Les Français n'en veulent pas. Du moins 60% d'entre eux, farouchement opposés à une mise en place de la réforme d'ici à 2022. Le rejet est unanime au sein de la population active et de tous les électorats, à l'exception des partisans de La République en Marche.

C'est sur le fond de la réforme que l'opposition est la plus marquée. L'idée de faire passer l'âge de départ à la retraite de 62 à 64 ans se heurte à la désapprobation de 7 Français sur 10. En cela, l'opinion publique est constante : en septembre 2019, les chiffres étaient similaires. Le président d'Odoxa, Gaël Sliman, présente même cette réforme comme «l'un des rares sujets de consensus entre Français.»

Si le chef de l'État persiste dans sa volonté, il pourrait bien être confronté à une nouvelle explosion de la colère sociale. 64% des Français apporteraient leur soutien à des mouvements de contestation, quand 16% seraient prêts à descendre dans la rue. En 2019, le mandat présidentiel s'était vu bousculé par des manifestations parfois violentes, notamment lors de rassemblements «gilets jaunes».

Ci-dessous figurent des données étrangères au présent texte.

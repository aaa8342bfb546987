//! lattice-lib: mount a source directory as a live object tree and run its
//! scripts inside an embedded Lua runtime.
//!
//! The pieces fit together like this:
//! - `store`: named, lazily-created registries shared across the process
//! - `tree`: typed nodes and the directory-to-tree builder
//! - `unit`: lazily compiled, memoized script executors with a node-aware
//!   `require`
//! - `scope`: one build over a directory; reify the tree, deploy the
//!   entry points
//! - `runtime`: the interpreter plus the shared registries
//! - `fetch`: GitHub release retrieval for remote projects

pub mod error;
pub mod fetch;
pub mod runtime;
pub mod scope;
pub mod store;
pub mod tree;
pub mod unit;

pub use error::{Error, Result};
pub use runtime::Runtime;
pub use scope::BuildScope;
pub use store::Stores;
pub use tree::{Node, NodeClass, Property};
pub use unit::{EXECUTION_TIMEOUT, ModuleUnit};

Cette colère, l'opinion publique la voit aussi dans la gifle reçue par Emmanuel Macron lors d'un déplacement dans la Drôme le 8 juin dernier. Trois-quarts des Français interprètent ce geste comme le symptôme d'une «hausse globale de la violence dans notre société», et non comme un «acte isolé», selon l'expression employée par le chef de l'État lui-même. La scène est aussi perçue par 75% des citoyens comme «un recul du respect de nos concitoyens pour la fonction présidentielle». D'autres (62%) y voient «le très fort rejet personnel» que suscite le président.

Ce décryptage est partagé par les sympathisants de gauche, comme de droite. Il ne fait en revanche pas l'unanimité au sein des... sympathisants LREM. Sans surprise, 68% refusent d'y voir un rejet d'Emmanuel Macron.